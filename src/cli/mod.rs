pub mod args;

use clap::Parser;
pub use args::Arguments;

pub fn parse() -> Arguments {
    Arguments::parse()
}
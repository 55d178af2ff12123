use std::env;
use std::io::Write;
use std::path::PathBuf;
use std::time::Instant;

use anyhow::Result;
use log::{LevelFilter, debug, error, info};
use env_logger::Builder;
use atac_multi::cli::parse;
use atac_multi::config::defs::{DispatchMode, RunConfig};
use atac_multi::pipelines::run_multi;


#[tokio::main]
async fn main() -> Result<()> {
    let run_start = Instant::now();

    let args = parse();

    let log_level = if args.verbose {
        LevelFilter::Debug
    } else {
        LevelFilter::Info
    };

    Builder::new()
        .filter_level(log_level)
        .format(|buf, record| {
            writeln!(
                buf,
                "[{}] {}: {}",
                chrono::Local::now().format("%Y-%m-%d %H:%M:%S"),
                record.level(),
                record.args()
            )
        })
        .init();

    info!("{:?}", args);

    let cwd = env::current_dir()?;
    let launcher_dir = launcher_dir()?;
    debug!("Launcher directory is {:?}", launcher_dir);

    let run_config = match RunConfig::from_args(&args, &cwd, &launcher_dir) {
        Ok(config) => config,
        Err(e) => {
            error!("{}", e);
            std::process::exit(1);
        }
    };

    match run_multi::run(&run_config).await {
        Ok(summary) => match run_config.dispatch {
            DispatchMode::Execute => info!(
                "Run complete: {} samples ({} succeeded, {} failed) in {} milliseconds.",
                summary.dispatched,
                summary.succeeded,
                summary.failed,
                run_start.elapsed().as_millis()
            ),
            DispatchMode::Script(path) => info!(
                "Wrote {} commands to {}.",
                summary.dispatched,
                path.display()
            ),
        },
        Err(e) => {
            error!("Batch failed: {} at {} milliseconds.", e, run_start.elapsed().as_millis());
            std::process::exit(1);
        }
    }

    Ok(())
}


/// Directory holding this executable, after resolving symlinks.
fn launcher_dir() -> Result<PathBuf> {
    let exe = env::current_exe()?.canonicalize()?;
    exe.parent()
        .map(PathBuf::from)
        .ok_or_else(|| anyhow::anyhow!("Cannot determine launcher directory from {:?}", exe))
}
use clap::Parser;
use crate::config::defs::BDS_TAG;

#[derive(Parser, Debug, Clone, Default)]
#[command(name = "atac-multi", version = "0.1.0", about = "Run ATAC pipeline on multiple samples.")]
pub struct Arguments {

    #[arg(help = "TSV file containing sample info")]
    pub sample_file: String,

    #[arg(help = "Output directory")]
    pub output_directory: String,

    #[arg(short = 's', long = "system", help = "BDS system parameter (e.g. local/cluster)")]
    pub system: Option<String>,

    #[arg(short = 't', long = "threads", default_value_t = 1, help = "Number of threads (default: 1)")]
    pub threads: usize,

    #[arg(short = 'p', long = "printscript", default_value = "", help = "Prints commands to file (does not run them)")]
    pub printscript: String,

    #[arg(short = 'k', long = "kundaje_lab", action, help = "If set, the pipeline will define Kundaje lab environment variables automatically.")]
    pub kundaje_lab: bool,

    #[arg(long = "bds", default_value = BDS_TAG, help = "Pipeline runner executable")]
    pub bds: String,

    #[arg(long = "bds_script", help = "Path to atac.bds. Defaults to atac.bds next to this executable.")]
    pub bds_script: Option<String>,

    #[arg(long = "genome_table", help = "Optional TSV of genome<TAB>size_code<TAB>chrom_sizes replacing the built-in genomes")]
    pub genome_table: Option<String>,

    #[arg(short = 'v', long = "verbose", action)]
    pub verbose: bool,
}

impl Arguments {
    /// Script output path, if script mode was requested.
    pub fn printscript_path(&self) -> Option<&str> {
        if self.printscript.is_empty() {
            None
        } else {
            Some(self.printscript.as_str())
        }
    }
}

* * *

Each entry above is to be returned exactly as given.

filename src/cli/mod.rs
pub mod args;

use clap::Parser;
pub use args::Arguments;

pub fn parse() -> Arguments {
    Arguments::parse()
}
repository 55d178af2ff12123
use std::env;
use std::io::Write;
use std::path::PathBuf;
use std::time::Instant;

use anyhow::Result;
use log::{LevelFilter, debug, error, info};
use env_logger::Builder;
use atac_multi::cli::parse;
use atac_multi::config::defs::{DispatchMode, RunConfig};
use atac_multi::pipelines::run_multi;


#[tokio::main]
async fn main() -> Result<()> {
    let run_start = Instant::now();

    let args = parse();

    let log_level = if args.verbose {
        LevelFilter::Debug
    } else {
        LevelFilter::Info
    };

    Builder::new()
        .filter_level(log_level)
        .format(|buf, record| {
            writeln!(
                buf,
                "[{}] {}: {}",
                chrono::Local::now().format("%Y-%m-%d %H:%M:%S"),
                record.level(),
                record.args()
            )
        })
        .init();

    info!("{:?}", args);

    let cwd = env::current_dir()?;
    let launcher_dir = launcher_dir()?;
    debug!("Launcher directory is {:?}", launcher_dir);

    let run_config = match RunConfig::from_args(&args, &cwd, &launcher_dir) {
        Ok(config) => config,
        Err(e) => {
            error!("{}", e);
            std::process::exit(1);
        }
    };

    match run_multi::run(&run_config).await {
        Ok(summary) => match run_config.dispatch {
            DispatchMode::Execute => info!(
                "Run complete: {} samples ({} succeeded, {} failed) in {} milliseconds.",
                summary.dispatched,
                summary.succeeded,
                summary.failed,
                run_start.elapsed().as_millis()
            ),
            DispatchMode::Script(path) => info!(
                "Wrote {} commands to {}.",
                summary.dispatched,
                path.display()
            ),
        },
        Err(e) => {
            error!("Batch failed: {} at {} milliseconds.", e, run_start.elapsed().as_millis());
            std::process::exit(1);
        }
    }

    Ok(())
}


/// Directory holding this executable, after resolving symlinks.
fn launcher_dir() -> Result<PathBuf> {
    let exe = env::current_exe()?.canonicalize()?;
    exe.parent()
        .map(PathBuf::from)
        .ok_or_else(|| anyhow::anyhow!("Cannot determine launcher directory from {:?}", exe))
}
use clap::Parser;
use crate::config::defs::BDS_TAG;

#[derive(Parser, Debug, Clone, Default)]
#[command(name = "atac-multi", version = "0.1.0", about = "Run ATAC pipeline on multiple samples.")]
pub struct Arguments {

    #[arg(help = "TSV file containing sample info")]
    pub sample_file: String,

    #[arg(help = "Output directory")]
    pub output_directory: String,

    #[arg(short = 's', long = "system", help = "BDS system parameter (e.g. local/cluster)")]
    pub system: Option<String>,

    #[arg(short = 't', long = "threads", default_value_t = 1, help = "Number of threads (default: 1)")]
    pub threads: usize,

    #[arg(short = 'p', long = "printscript", default_value = "", help = "Prints commands to file (does not run them)")]
    pub printscript: String,

    #[arg(short = 'k', long = "kundaje_lab", action, help = "If set, the pipeline will define Kundaje lab environment variables automatically.")]
    pub kundaje_lab: bool,

    #[arg(long = "bds", default_value = BDS_TAG, help = "Pipeline runner executable")]
    pub bds: String,

    #[arg(long = "bds_script", help = "Path to atac.bds. Defaults to atac.bds next to this executable.")]
    pub bds_script: Option<String>,

    #[arg(long = "genome_table", help = "Optional TSV of genome<TAB>size_code<TAB>chrom_sizes replacing the built-in genomes")]
    pub genome_table: Option<String>,

    #[arg(short = 'v', long = "verbose", action)]
    pub verbose: bool,
}

impl Arguments {
    /// Script output path, if script mode was requested.
    pub fn printscript_path(&self) -> Option<&str> {
        if self.printscript.is_empty() {
            None
        } else {
            Some(self.printscript.as_str())
        }
    }
}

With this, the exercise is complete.